[[ Listed entries, beginning ]]

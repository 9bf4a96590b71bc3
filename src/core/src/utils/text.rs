use serde::de::Error;
use serde::{Deserialize, Deserializer};
use serde_json::Value;

/// Reads any JSON value as optional text, keeping only truthy values:
/// non-empty strings, non-zero numbers and `true`.
pub fn loose_text<'de, D>(deserializer: D) -> Result<Option<String>, D::Error>
where
    D: Deserializer<'de>,
{
    let value = Option::<Value>::deserialize(deserializer)?;

    Ok(match value {
        Some(Value::String(text)) if !text.is_empty() => Some(text),
        Some(Value::Number(number)) if number.as_f64() != Some(0.0) => Some(number.to_string()),
        Some(Value::Bool(true)) => Some(true.to_string()),
        _ => None,
    })
}

/// Reads an optional identifier sent either as a string or as a number.
/// Numbers are kept in their decimal text form; other types are rejected.
pub fn text_or_number<'de, D>(deserializer: D) -> Result<Option<String>, D::Error>
where
    D: Deserializer<'de>,
{
    match Option::<Value>::deserialize(deserializer)? {
        None | Some(Value::Null) => Ok(None),
        Some(Value::String(text)) => Ok(Some(text)),
        Some(Value::Number(number)) => Ok(Some(number.to_string())),
        Some(other) => Err(D::Error::custom(format!(
            "invalid type: {}, expected a string or a number",
            other
        ))),
    }
}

[[ Listed entries, end ]]

■ Work to be completed: An exact restatement of the data is required.

■ Task result:
repository 9bf4a96590b71bc3
filename src/core/src/utils/text.rs
use serde::de::Error;
use serde::{Deserialize, Deserializer};
use serde_json::Value;

/// Reads any JSON value as optional text, keeping only truthy values:
/// non-empty strings, non-zero numbers and `true`.
pub fn loose_text<'de, D>(deserializer: D) -> Result<Option<String>, D::Error>
where
    D: Deserializer<'de>,
{
    let value = Option::<Value>::deserialize(deserializer)?;

    Ok(match value {
        Some(Value::String(text)) if !text.is_empty() => Some(text),
        Some(Value::Number(number)) if number.as_f64() != Some(0.0) => Some(number.to_string()),
        Some(Value::Bool(true)) => Some(true.to_string()),
        _ => None,
    })
}

/// Reads an optional identifier sent either as a string or as a number.
/// Numbers are kept in their decimal text form; other types are rejected.
pub fn text_or_number<'de, D>(deserializer: D) -> Result<Option<String>, D::Error>
where
    D: Deserializer<'de>,
{
    match Option::<Value>::deserialize(deserializer)? {
        None | Some(Value::Null) => Ok(None),
        Some(Value::String(text)) => Ok(Some(text)),
        Some(Value::Number(number)) => Ok(Some(number.to_string())),
        Some(other) => Err(D::Error::custom(format!(
            "invalid type: {}, expected a string or a number",
            other
        ))),
    }
}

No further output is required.